He’s doing exactly what he’s supposed to be doing for his age,’ was once music to parents ears, comforting confirmation that their child was healthy, normal and developing at just the right rate. But in today’s achievement-oriented, competitive society, it seems that many parents want more. They want their children to be healthy and normal, of course, but they also want them to be developing a little faster and a little better than the rest-doing more than they’re supposed to be doing for their age. They want them to be precocious, gifted, talented and accomplished, to have an edge. They want them to be superchildren.
Is it because these parents want the best for their children that they want them to be the best? Sometimes. But sometimes, there are other motivating factors. Parents who missed getting into a top university are bent on rearing Oxbridge-bound children. Parents who were mediocre athletes are intenton their children excelling on the court, the playing field, the slopes. Parents who were never manage more than ‘chopsticks’ on the piano are determined that their children be weaned to Chopin. Parents who were never completely satisfied with their lot want a lot more of their children. Parents who consider their children a reflection of themselves want their children to reflect well. Even parents who don’t philosophically believe in pushing often end up pushing-if only so their children won’t fall behind the rest.
But whatever the reason for pushing a child towards superchild status, experts agree that it’s ultimately a mistake. While it might well temporarily net the kind of prodigious progeny these parents dream of – it is possible to teach very young children, even babies to read (monkeys can be taught to read, too) – the benefits will be short-lived and the price too great. Studies support the following generalization about children whose parents impose too much pressure too soon, as compared with less pressured children:
- Their long-term performance is not improved. For example, though children who are taught to read early may have an initial edge, it is quickly lost as children who begin later catch up. It’s much wiser to wait until a child wants to learn – at which point learning comes more easily.
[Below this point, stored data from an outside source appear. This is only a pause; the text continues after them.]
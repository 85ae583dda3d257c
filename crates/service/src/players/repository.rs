use async_trait::async_trait;
use sea_orm::{
    ActiveModelTrait, ColumnTrait, DatabaseConnection, DbErr, EntityTrait, ModelTrait,
    PaginatorTrait, QueryFilter, Set,
};

use crate::errors::ServiceError;
use models::player;

/// Store access needed by the players service. Any storage engine able to
/// answer these queries can back it.
#[async_trait]
pub trait PlayersRepository: Send + Sync {
    async fn find_all(&self) -> Result<Vec<player::Model>, ServiceError>;
    async fn find_by_email(&self, email: &str) -> Result<Vec<player::Model>, ServiceError>;
    async fn find_by_id(&self, id: i64) -> Result<Option<player::Model>, ServiceError>;
    async fn exists(&self, id: i64) -> Result<bool, ServiceError>;
    async fn email_exists(&self, email: &str) -> Result<bool, ServiceError>;
    async fn insert(
        &self,
        first_name: &str,
        last_name: &str,
        email: &str,
    ) -> Result<player::Model, ServiceError>;
    /// Overwrite the name and email fields of an existing row. A write that
    /// hits a concurrently deleted row reports NotFound; any other
    /// conditional-write conflict is fatal.
    async fn update(
        &self,
        current: player::Model,
        first_name: &str,
        last_name: &str,
        email: &str,
    ) -> Result<(), ServiceError>;
    async fn delete(&self, current: player::Model) -> Result<(), ServiceError>;
}

/// SeaORM-backed repository implementation.
pub struct SeaOrmPlayersRepository {
    pub db: DatabaseConnection,
}

#[async_trait]
impl PlayersRepository for SeaOrmPlayersRepository {
    async fn find_all(&self) -> Result<Vec<player::Model>, ServiceError> {
        player::Entity::find().all(&self.db).await.map_err(db_err)
    }

    async fn find_by_email(&self, email: &str) -> Result<Vec<player::Model>, ServiceError> {
        player::Entity::find()
            .filter(player::Column::Email.eq(email))
            .all(&self.db)
            .await
            .map_err(db_err)
    }

    async fn find_by_id(&self, id: i64) -> Result<Option<player::Model>, ServiceError> {
        player::Entity::find_by_id(id).one(&self.db).await.map_err(db_err)
    }

    async fn exists(&self, id: i64) -> Result<bool, ServiceError> {
        let count = player::Entity::find()
            .filter(player::Column::Id.eq(id))
            .count(&self.db)
            .await
            .map_err(db_err)?;
        Ok(count > 0)
    }

    async fn email_exists(&self, email: &str) -> Result<bool, ServiceError> {
        let count = player::Entity::find()
            .filter(player::Column::Email.eq(email))
            .count(&self.db)
            .await
            .map_err(db_err)?;
        Ok(count > 0)
    }

    async fn insert(
        &self,
        first_name: &str,
        last_name: &str,
        email: &str,
    ) -> Result<player::Model, ServiceError> {
        let am = player::ActiveModel {
            first_name: Set(first_name.to_string()),
            last_name: Set(last_name.to_string()),
            email: Set(email.to_string()),
            ..Default::default()
        };
        am.insert(&self.db).await.map_err(db_err)
    }

    async fn update(
        &self,
        current: player::Model,
        first_name: &str,
        last_name: &str,
        email: &str,
    ) -> Result<(), ServiceError> {
        let id = current.id;
        let mut am: player::ActiveModel = current.into();
        am.first_name = Set(first_name.to_string());
        am.last_name = Set(last_name.to_string());
        am.email = Set(email.to_string());
        match am.update(&self.db).await {
            Ok(_) => Ok(()),
            // The row may have been deleted under us; re-check before
            // deciding between NotFound and a fatal conflict.
            Err(DbErr::RecordNotUpdated) => {
                if self.exists(id).await? {
                    Err(ServiceError::Db("conflicting update on player row".into()))
                } else {
                    Err(ServiceError::not_found("player"))
                }
            }
            Err(err) => Err(db_err(err)),
        }
    }

    async fn delete(&self, current: player::Model) -> Result<(), ServiceError> {
        current.delete(&self.db).await.map_err(db_err)?;
        Ok(())
    }
}

fn db_err(err: DbErr) -> ServiceError {
    ServiceError::Db(err.to_string())
}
- They often suffer from early burnout. The toddler who is dragged to preballet for a couple of years, for example, is often tired of it before she takes her first ballet class, and may rebel by refusing to attend at all.
- Their self-motivation is usually weak. Driven by their parents from the start, these children rarely learn to drive themselves.
- Though they may be more advanced in learned skills in the short run, they are often behind in reasoning, logic and conceptualizing…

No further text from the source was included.